*** Source data Section Begins ***

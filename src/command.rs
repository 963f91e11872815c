use std::fmt::{Display, Formatter};
use std::io;
use std::path::Path;
use std::process::Command;

use spdlog::debug;

use crate::error::{PublishError, Result};

/// A program invocation with its arguments.
/// Arguments are passed to the process as-is, no shell is involved.
#[derive(Clone, Debug, PartialEq)]
pub struct ShellCommand {
    pub program: String,
    pub args: Vec<String>,
}

impl ShellCommand {
    pub fn new(program: &str) -> Self {
        ShellCommand {
            program: program.to_string(),
            args: vec![],
        }
    }

    pub fn arg<S: Into<String>>(mut self, arg: S) -> Self {
        self.args.push(arg.into());
        self
    }

    /// Runs the command inside `dir` (`git -C <dir>`)
    pub fn in_dir(self, dir: &Path) -> Self {
        self.arg("-C").arg(dir.to_string_lossy())
    }
}

impl Display for ShellCommand {
    fn fmt(&self, f: &mut Formatter<'_>) -> std::fmt::Result {
        write!(f, "{}", self.program)?;
        for arg in &self.args {
            if arg.is_empty() || arg.contains(char::is_whitespace) {
                write!(f, " \"{}\"", arg)?;
            } else {
                write!(f, " {}", arg)?;
            }
        }
        Ok(())
    }
}

pub struct CommandOutput {
    /// None when the process was terminated by a signal
    pub code: Option<i32>,
    pub stdout: String,
    pub stderr: String,
}

impl CommandOutput {
    pub fn success(&self) -> bool {
        self.code == Some(0)
    }
}

pub trait CommandRunner {
    /// Runs the command to completion. Errors only if it could not be started.
    fn run(&self, command: &ShellCommand) -> io::Result<CommandOutput>;
}

/// Spawns real processes and waits for them, capturing their output.
pub struct ShellRunner;

impl CommandRunner for ShellRunner {
    fn run(&self, command: &ShellCommand) -> io::Result<CommandOutput> {
        let output = Command::new(&command.program)
            .args(&command.args)
            .output()?;

        Ok(CommandOutput {
            code: output.status.code(),
            stdout: String::from_utf8_lossy(&output.stdout).to_string(),
            stderr: String::from_utf8_lossy(&output.stderr).to_string(),
        })
    }
}

/// Runs `command` and turns a non-zero exit into [`PublishError::CommandFailed`].
pub fn check_run(runner: &dyn CommandRunner, command: &ShellCommand) -> Result<CommandOutput> {
    debug!("Running {}", command);
    let output = runner.run(command)?;

    if !output.stdout.trim().is_empty() {
        debug!("{}", output.stdout.trim_end());
    }
    if !output.stderr.trim().is_empty() {
        debug!("{}", output.stderr.trim_end());
    }

    if !output.success() {
        debug!("{} exited with {:?}", command, output.code);
        return Err(PublishError::CommandFailed {
            command: command.to_string(),
            code: output.code,
            stderr: output.stderr.trim().to_string(),
        });
    }

    Ok(output)
}
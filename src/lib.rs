pub mod command;
pub mod config;
pub mod error;
pub mod logger;
pub mod post;
pub mod publisher;
mod test_data;
mod text_utils;
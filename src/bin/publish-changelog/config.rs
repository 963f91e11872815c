use std::env;
use std::path::PathBuf;

use anyhow::{Context, Result};

use changelog_publisher::config::{read_config, Config};

use crate::CFG_FILE_NAME;

fn get_config_path() -> Option<PathBuf> {
    let mut candidates = vec![];

    if let Some(exe_dir) = env::current_exe().ok().and_then(|exe| exe.parent().map(PathBuf::from)) {
        candidates.push(exe_dir.join(CFG_FILE_NAME));
    }
    if let Ok(cur_dir) = env::current_dir() {
        candidates.push(cur_dir.join(CFG_FILE_NAME));
    }
    if let Some(cfg_dir) = dirs::config_dir() {
        candidates.push(cfg_dir.join(CFG_FILE_NAME));
    }

    candidates.into_iter().find(|path| path.exists())
}

/// An explicit path must exist. Otherwise the first file found wins, or defaults.
pub(crate) fn open_config(cfg_path: Option<PathBuf>) -> Result<Config> {
    let Some(config_path) = cfg_path.or_else(get_config_path) else {
        return Ok(Config::default());
    };

    let config = read_config(&config_path)
        .with_context(|| format!("Could not load configuration from {}", config_path.display()))?;

    Ok(config)
}
#[cfg(test)]
pub const POST_DATA: &str = r#"---
title: Spinnaker Changelog 1.2.3
date: 2017-06-01 10:42:32
categories: changelogs
---

<script src="https://gist.github.com/abc123.js"></script>"#;
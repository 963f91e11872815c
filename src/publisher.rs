//! Clones the site repository, writes the changelog post into it and pushes
//! the commit.
//!
//! git authenticates through whatever the environment provides (ssh-agent or
//! a credential helper). Nothing here sets that up or checks for it.

use std::fs;
use std::path::PathBuf;

use chrono::{Local, NaiveDateTime};
use spdlog::{debug, info};

use crate::command::{check_run, CommandRunner, ShellCommand};
use crate::config::{Git, PostSettings};
use crate::error::Result;
use crate::post::Post;
use crate::text_utils::{post_file_name, repo_name_from_uri};

const GENERATOR: &str = env!("CARGO_PKG_NAME");

#[derive(Clone, Debug)]
pub struct PublishRequest {
    pub version: String,
    pub githubio_repo_uri: String,
    pub changelog_gist_uri: Option<String>,
}

/// Last step completed by a publisher. A failure leaves it where it was.
/// Steps only move the state forward from the one right before them, so
/// formatting a post without a clone leaves the publisher in `Created`.
#[derive(Copy, Clone, Debug, PartialEq, Eq, PartialOrd, Ord)]
pub enum PublishState {
    Created,
    Cloned,
    Formatted,
    Written,
    Staged,
    Committed,
    Pushed,
}

pub struct ChangelogPublisher<'a> {
    version: String,
    githubio_repo_uri: String,
    changelog_gist_uri: String,
    work_dir: PathBuf,
    run_time: NaiveDateTime,
    git: Git,
    post: PostSettings,
    runner: &'a dyn CommandRunner,
    state: PublishState,
}

impl<'a> ChangelogPublisher<'a> {
    /// `changelog_gist_uri` takes precedence over the one in `request`.
    pub fn new(request: PublishRequest, changelog_gist_uri: Option<String>, runner: &'a dyn CommandRunner) -> Self {
        let changelog_gist_uri = changelog_gist_uri
            .filter(|uri| !uri.is_empty())
            .or(request.changelog_gist_uri)
            .unwrap_or_default();

        ChangelogPublisher {
            version: request.version,
            githubio_repo_uri: request.githubio_repo_uri,
            changelog_gist_uri,
            work_dir: PathBuf::from("."),
            run_time: Local::now().naive_local(),
            git: Git::default(),
            post: PostSettings::default(),
            runner,
            state: PublishState::Created,
        }
    }

    /// Directory the repository gets cloned into
    pub fn with_work_dir(mut self, work_dir: PathBuf) -> Self {
        self.work_dir = work_dir;
        self
    }

    /// Time used for both the post date and its file name
    pub fn with_run_time(mut self, run_time: NaiveDateTime) -> Self {
        self.run_time = run_time;
        self
    }

    pub fn with_settings(mut self, git: Git, post: PostSettings) -> Self {
        self.git = git;
        self.post = post;
        self
    }

    pub fn state(&self) -> PublishState {
        self.state
    }

    pub fn repo_dir(&self) -> PathBuf {
        self.work_dir.join(repo_name_from_uri(&self.githubio_repo_uri))
    }

    pub fn post_file_name(&self) -> String {
        post_file_name(&self.run_time, &self.version)
    }

    /// Post location relative to the repository root
    pub fn post_rel_path(&self) -> PathBuf {
        self.post.posts_dir.join(self.post_file_name())
    }

    pub fn post_path(&self) -> PathBuf {
        self.repo_dir().join(self.post_rel_path())
    }

    fn advance(&mut self, from: PublishState, to: PublishState) {
        if self.state != from {
            debug!("Staying in {:?}, {:?} needs {:?}", self.state, to, from);
            return;
        }
        info!("{:?} -> {:?}", from, to);
        self.state = to;
    }

    fn git_cmd(&self) -> ShellCommand {
        ShellCommand::new(&self.git.program)
    }

    fn git_in_repo(&self) -> ShellCommand {
        self.git_cmd().in_dir(&self.repo_dir())
    }

    /// Clones the site repository. Fails if the target directory already exists.
    pub fn clone_repo(&mut self) -> Result<()> {
        let repo_dir = self.repo_dir();
        info!("Cloning {} into {}", self.githubio_repo_uri, repo_dir.display());

        let cmd = self.git_cmd()
            .arg("clone")
            .arg(&self.githubio_repo_uri)
            .arg(repo_dir.to_string_lossy());
        check_run(self.runner, &cmd)?;

        self.advance(PublishState::Created, PublishState::Cloned);
        Ok(())
    }

    pub fn format_post(&mut self) -> Post {
        let title = format!("{} {}", self.post.title_prefix, self.version);
        let post = Post::new(title, self.run_time, self.post.category.clone(), &self.changelog_gist_uri);

        if post.script_src.is_empty() {
            debug!("No changelog gist given, script source left empty");
        }

        self.advance(PublishState::Cloned, PublishState::Formatted);
        post
    }

    /// Writes the post into the clone then stages, commits and pushes it.
    /// Nothing is undone when a step fails.
    pub fn publish_post(&mut self, post_content: &str) -> Result<()> {
        let post_path = self.post_path();
        info!("Writing post {}", post_path.display());
        fs::write(&post_path, post_content)?;
        self.advance(PublishState::Formatted, PublishState::Written);

        let add = self.git_in_repo()
            .arg("add")
            .arg(self.post_rel_path().to_string_lossy());
        check_run(self.runner, &add)?;
        self.advance(PublishState::Written, PublishState::Staged);

        let message = format!("Changelog for version {} auto-generated by {}", self.version, GENERATOR);
        let commit = self.git_in_repo()
            .arg("commit")
            .arg("-m")
            .arg(message);
        check_run(self.runner, &commit)?;
        self.advance(PublishState::Staged, PublishState::Committed);

        let push = self.git_in_repo()
            .arg("push")
            .arg(&self.git.remote)
            .arg(&self.git.branch);
        check_run(self.runner, &push)?;
        self.advance(PublishState::Committed, PublishState::Pushed);

        Ok(())
    }

    pub fn publish_changelog(&mut self) -> Result<()> {
        self.clone_repo()?;
        let post = self.format_post();
        self.publish_post(&post.to_string())
    }
}
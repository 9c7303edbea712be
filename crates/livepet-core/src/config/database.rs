//! Data store configuration.

use serde::{Deserialize, Serialize};

/// Which store implementation backs the services.
#[derive(Debug, Clone, Copy, PartialEq, Eq, Default, Serialize, Deserialize)]
#[serde(rename_all = "lowercase")]
pub enum StoreProvider {
    /// PostgreSQL via sqlx.
    Postgres,
    /// Process-local store, for development and tests.
    #[default]
    Memory,
}

/// Database connection pool configuration.
#[derive(Debug, Clone, Serialize, Deserialize)]
pub struct DatabaseConfig {
    /// Store implementation.
    #[serde(default)]
    pub provider: StoreProvider,
    /// PostgreSQL connection URL.
    #[serde(default)]
    pub url: String,
    /// Maximum number of connections in the pool.
    #[serde(default = "default_max_connections")]
    pub max_connections: u32,
    /// Minimum number of connections in the pool.
    #[serde(default = "default_min_connections")]
    pub min_connections: u32,
    /// Connection timeout in seconds.
    #[serde(default = "default_connect_timeout")]
    pub connect_timeout_seconds: u64,
    /// Idle connection timeout in seconds.
    #[serde(default = "default_idle_timeout")]
    pub idle_timeout_seconds: u64,
    /// Run pending migrations at server startup.
    #[serde(default)]
    pub run_migrations: bool,
}

impl Default for DatabaseConfig {
    fn default() -> Self {
        Self {
            provider: StoreProvider::default(),
            url: String::new(),
            max_connections: default_max_connections(),
            min_connections: default_min_connections(),
            connect_timeout_seconds: default_connect_timeout(),
            idle_timeout_seconds: default_idle_timeout(),
            run_migrations: false,
        }
    }
}

fn default_max_connections() -> u32 {
    20
}

fn default_min_connections() -> u32 {
    2
}

fn default_connect_timeout() -> u64 {
    10
}

fn default_idle_timeout() -> u64 {
    300
}
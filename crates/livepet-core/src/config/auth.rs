//! Owner authentication configuration.

use serde::{Deserialize, Serialize};

/// Bearer token settings for owner-facing routes.
#[derive(Debug, Clone, Serialize, Deserialize)]
pub struct AuthConfig {
    /// Secret key for JWT signing (HMAC-SHA256).
    #[serde(default = "default_jwt_secret")]
    pub jwt_secret: String,
    /// Access token TTL in minutes.
    #[serde(default = "default_access_ttl")]
    pub jwt_access_ttl_minutes: u64,
}

impl Default for AuthConfig {
    fn default() -> Self {
        Self {
            jwt_secret: default_jwt_secret(),
            jwt_access_ttl_minutes: default_access_ttl(),
        }
    }
}

fn default_jwt_secret() -> String {
    "CHANGE_ME_IN_PRODUCTION".to_string()
}

fn default_access_ttl() -> u64 {
    60
}
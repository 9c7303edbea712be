//! Server and CORS configuration.

use serde::{Deserialize, Serialize};

/// HTTP server configuration.
#[derive(Debug, Clone, Serialize, Deserialize)]
pub struct ServerConfig {
    /// Bind address.
    #[serde(default = "default_host")]
    pub host: String,
    /// Bind port.
    #[serde(default = "default_port")]
    pub port: u16,
    /// Request timeout in seconds.
    #[serde(default = "default_request_timeout")]
    pub request_timeout_seconds: u64,
    /// Maximum accepted request body in bytes.
    #[serde(default = "default_body_limit")]
    pub body_limit_bytes: usize,
    /// CORS configuration.
    #[serde(default)]
    pub cors: CorsConfig,
}

impl Default for ServerConfig {
    fn default() -> Self {
        Self {
            host: default_host(),
            port: default_port(),
            request_timeout_seconds: default_request_timeout(),
            body_limit_bytes: default_body_limit(),
            cors: CorsConfig::default(),
        }
    }
}

/// CORS (Cross-Origin Resource Sharing) configuration.
#[derive(Debug, Clone, Serialize, Deserialize)]
pub struct CorsConfig {
    /// Allowed origins (use `["*"]` for development only).
    #[serde(default = "default_allowed_origins")]
    pub allowed_origins: Vec<String>,
    /// Max age for preflight cache in seconds.
    #[serde(default = "default_max_age")]
    pub max_age_seconds: u64,
}

impl Default for CorsConfig {
    fn default() -> Self {
        Self {
            allowed_origins: default_allowed_origins(),
            max_age_seconds: default_max_age(),
        }
    }
}

fn default_host() -> String {
    "0.0.0.0".to_string()
}

fn default_port() -> u16 {
    8080
}

fn default_request_timeout() -> u64 {
    30
}

fn default_body_limit() -> usize {
    64 * 1024
}

fn default_allowed_origins() -> Vec<String> {
    vec!["*".to_string()]
}

fn default_max_age() -> u64 {
    3600
}
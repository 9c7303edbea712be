//! # livepet-service
//!
//! Business logic for health profile sharing. Services receive their
//! stores and relay through constructor injection as `Arc` trait objects.
//!
//! - `share::ShareService` issues, lists, and revokes grants for owners.
//! - `share::AccessService` is the anonymous recipient gateway.
//! - `notification` delivers the share email on a best-effort basis.

pub mod context;
pub mod notification;
pub mod share;

pub use context::{ClientInfo, RequestContext};
pub use notification::{NotificationRelay, ShareEmail};
pub use share::{AccessOutcome, AccessService, LinkService, ProfileLoader, ShareService};

#[cfg(test)]
mod testing;
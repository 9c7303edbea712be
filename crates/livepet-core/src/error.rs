//! Unified application error types.
//!
//! All crates map their internal errors into [`AppError`] for consistent
//! propagation through the ? operator.

use std::fmt;
use thiserror::Error;

/// Top-level error kind categorization used across the workspace.
#[derive(Debug, Clone, Copy, PartialEq, Eq, Hash, serde::Serialize, serde::Deserialize)]
pub enum ErrorKind {
    /// The requested resource was not found.
    NotFound,
    /// The caller could not be authenticated (missing or invalid bearer token).
    Authentication,
    /// Input validation failed.
    Validation,
    /// A rate limit was exceeded.
    RateLimit,
    /// An internal server error occurred.
    Internal,
    /// A data store error occurred.
    Database,
    /// A configuration error occurred.
    Configuration,
    /// A serialization/deserialization error occurred.
    Serialization,
    /// An external service (email relay) failed.
    ExternalService,
    /// The service is temporarily unavailable or not configured.
    ServiceUnavailable,
}

impl fmt::Display for ErrorKind {
    fn fmt(&self, f: &mut fmt::Formatter<'_>) -> fmt::Result {
        match self {
            Self::NotFound => write!(f, "NOT_FOUND"),
            Self::Authentication => write!(f, "AUTHENTICATION"),
            Self::Validation => write!(f, "VALIDATION"),
            Self::RateLimit => write!(f, "RATE_LIMIT"),
            Self::Internal => write!(f, "INTERNAL"),
            Self::Database => write!(f, "DATABASE"),
            Self::Configuration => write!(f, "CONFIGURATION"),
            Self::Serialization => write!(f, "SERIALIZATION"),
            Self::ExternalService => write!(f, "EXTERNAL_SERVICE"),
            Self::ServiceUnavailable => write!(f, "SERVICE_UNAVAILABLE"),
        }
    }
}

/// The unified application error.
///
/// Crate-specific errors are mapped into `AppError` using `From` impls
/// or explicit `.map_err()` calls.
#[derive(Debug, Error)]
#[error("{kind}: {message}")]
pub struct AppError {
    /// The category of error.
    pub kind: ErrorKind,
    /// A human-readable error message.
    pub message: String,
    /// Optional underlying cause.
    #[source]
    pub source: Option<Box<dyn std::error::Error + Send + Sync>>,
}

impl AppError {
    /// Create a new application error.
    pub fn new(kind: ErrorKind, message: impl Into<String>) -> Self {
        Self {
            kind,
            message: message.into(),
            source: None,
        }
    }

    /// Create a new application error with an underlying cause.
    pub fn with_source(
        kind: ErrorKind,
        message: impl Into<String>,
        source: impl std::error::Error + Send + Sync + 'static,
    ) -> Self {
        Self {
            kind,
            message: message.into(),
            source: Some(Box::new(source)),
        }
    }

    /// Create a not-found error.
    pub fn not_found(message: impl Into<String>) -> Self {
        Self::new(ErrorKind::NotFound, message)
    }

    /// Create an authentication error.
    pub fn authentication(message: impl Into<String>) -> Self {
        Self::new(ErrorKind::Authentication, message)
    }

    /// Create a validation error.
    pub fn validation(message: impl Into<String>) -> Self {
        Self::new(ErrorKind::Validation, message)
    }

    /// Create a rate-limit error.
    pub fn rate_limit(message: impl Into<String>) -> Self {
        Self::new(ErrorKind::RateLimit, message)
    }

    /// Create an internal error.
    pub fn internal(message: impl Into<String>) -> Self {
        Self::new(ErrorKind::Internal, message)
    }

    /// Create a database error.
    pub fn database(message: impl Into<String>) -> Self {
        Self::new(ErrorKind::Database, message)
    }

    /// Create a configuration error.
    pub fn configuration(message: impl Into<String>) -> Self {
        Self::new(ErrorKind::Configuration, message)
    }

    /// Create an external-service error.
    pub fn external_service(message: impl Into<String>) -> Self {
        Self::new(ErrorKind::ExternalService, message)
    }

    /// Create a service-unavailable error.
    pub fn service_unavailable(message: impl Into<String>) -> Self {
        Self::new(ErrorKind::ServiceUnavailable, message)
    }
}

impl Clone for AppError {
    fn clone(&self) -> Self {
        Self {
            kind: self.kind,
            message: self.message.clone(),
            source: None,
        }
    }
}

impl From<serde_json::Error> for AppError {
    fn from(err: serde_json::Error) -> Self {
        Self::with_source(
            ErrorKind::Serialization,
            format!("JSON serialization error: {err}"),
            err,
        )
    }
}

impl From<std::io::Error> for AppError {
    fn from(err: std::io::Error) -> Self {
        Self::with_source(ErrorKind::Internal, format!("I/O error: {err}"), err)
    }
}

impl From<config::ConfigError> for AppError {
    fn from(err: config::ConfigError) -> Self {
        Self::with_source(
            ErrorKind::Configuration,
            format!("Configuration error: {err}"),
            err,
        )
    }
}
//! Pagination query parameter extractor.

use serde::{Deserialize, Serialize};

use livepet_core::types::PageRequest;

/// Query parameters for paginated endpoints.
#[derive(Debug, Clone, Serialize, Deserialize)]
pub struct PaginationParams {
    /// Page number (1-based, default: 1).
    #[serde(default = "default_page")]
    pub page: u64,
    /// Items per page (default: 20, max: 100).
    #[serde(default = "default_per_page")]
    pub per_page: u64,
}

fn default_page() -> u64 {
    1
}

fn default_per_page() -> u64 {
    20
}

impl PaginationParams {
    /// Converts to a clamped `PageRequest`.
    pub fn into_page_request(self) -> PageRequest {
        PageRequest::new(self.page, self.per_page)
    }
}
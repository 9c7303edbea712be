//! Owner share management handlers.

use axum::Json;
use axum::extract::{Path, Query, State};
use axum::http::StatusCode;

use livepet_core::types::{PageResponse, PetId, ShareId};
use livepet_entity::access_log::AccessLogEntry;
use livepet_service::share::{CreatedShare, ShareSummary};

use crate::dto::request::CreateShareRequest;
use crate::dto::response::ApiResponse;
use crate::error::ApiError;
use crate::extractors::path::parse_id;
use crate::extractors::{ApiJson, AuthUser, PaginationParams};
use crate::state::AppState;

/// POST /api/pets/{pet_id}/shares
pub async fn create_share(
    State(state): State<AppState>,
    auth: AuthUser,
    Path(pet_id): Path<String>,
    ApiJson(req): ApiJson<CreateShareRequest>,
) -> Result<(StatusCode, Json<ApiResponse<CreatedShare>>), ApiError> {
    let pet_id: PetId = parse_id(&pet_id)?;
    let created = state.share_service.create_share(&auth, pet_id, req).await?;
    Ok((StatusCode::CREATED, Json(ApiResponse::ok(created))))
}

/// GET /api/shares
pub async fn list_shares(
    State(state): State<AppState>,
    auth: AuthUser,
    Query(params): Query<PaginationParams>,
) -> Result<Json<ApiResponse<PageResponse<ShareSummary>>>, ApiError> {
    let page = state
        .share_service
        .list_shares(&auth, params.into_page_request())
        .await?;
    Ok(Json(ApiResponse::ok(page)))
}

/// GET /api/shares/{id}
pub async fn get_share(
    State(state): State<AppState>,
    auth: AuthUser,
    Path(id): Path<String>,
) -> Result<Json<ApiResponse<ShareSummary>>, ApiError> {
    let id: ShareId = parse_id(&id)?;
    let share = state.share_service.get_share(&auth, id).await?;
    Ok(Json(ApiResponse::ok(share)))
}

/// POST /api/shares/{id}/revoke
pub async fn revoke_share(
    State(state): State<AppState>,
    auth: AuthUser,
    Path(id): Path<String>,
) -> Result<Json<ApiResponse<ShareSummary>>, ApiError> {
    let id: ShareId = parse_id(&id)?;
    let share = state.share_service.revoke(&auth, id).await?;
    Ok(Json(ApiResponse::ok(share)))
}

/// GET /api/shares/{id}/access-logs
pub async fn access_logs(
    State(state): State<AppState>,
    auth: AuthUser,
    Path(id): Path<String>,
) -> Result<Json<ApiResponse<Vec<AccessLogEntry>>>, ApiError> {
    let id: ShareId = parse_id(&id)?;
    let logs = state.share_service.access_logs(&auth, id).await?;
    Ok(Json(ApiResponse::ok(logs)))
}
//! HTTP request handlers.

pub mod health;
pub mod share;
pub mod shared;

*** Source data Section Ends ***

**Activity**
Find the line with "#[derive(Clone, Debug, PartialEq)]" in the material above. Reproduce it and each line after it up to and including the line with "impl CommandRunner for".

**Answer for this exercise**
#[derive(Clone, Debug, PartialEq)]
pub struct ShellCommand {
    pub program: String,
    pub args: Vec<String>,
}

impl ShellCommand {
    pub fn new(program: &str) -> Self {
        ShellCommand {
            program: program.to_string(),
            args: vec![],
        }
    }

    pub fn arg<S: Into<String>>(mut self, arg: S) -> Self {
        self.args.push(arg.into());
        self
    }

    /// Runs the command inside `dir` (`git -C <dir>`)
    pub fn in_dir(self, dir: &Path) -> Self {
        self.arg("-C").arg(dir.to_string_lossy())
    }
}

impl Display for ShellCommand {
    fn fmt(&self, f: &mut Formatter<'_>) -> std::fmt::Result {
        write!(f, "{}", self.program)?;
        for arg in &self.args {
            if arg.is_empty() || arg.contains(char::is_whitespace) {
                write!(f, " \"{}\"", arg)?;
            } else {
                write!(f, " {}", arg)?;
            }
        }
        Ok(())
    }
}

pub struct CommandOutput {
    /// None when the process was terminated by a signal
    pub code: Option<i32>,
    pub stdout: String,
    pub stderr: String,
}

impl CommandOutput {
    pub fn success(&self) -> bool {
        self.code == Some(0)
    }
}

pub trait CommandRunner {
    /// Runs the command to completion. Errors only if it could not be started.
    fn run(&self, command: &ShellCommand) -> io::Result<CommandOutput>;
}

/// Spawns real processes and waits for them, capturing their output.
pub struct ShellRunner;

impl CommandRunner for ShellRunner {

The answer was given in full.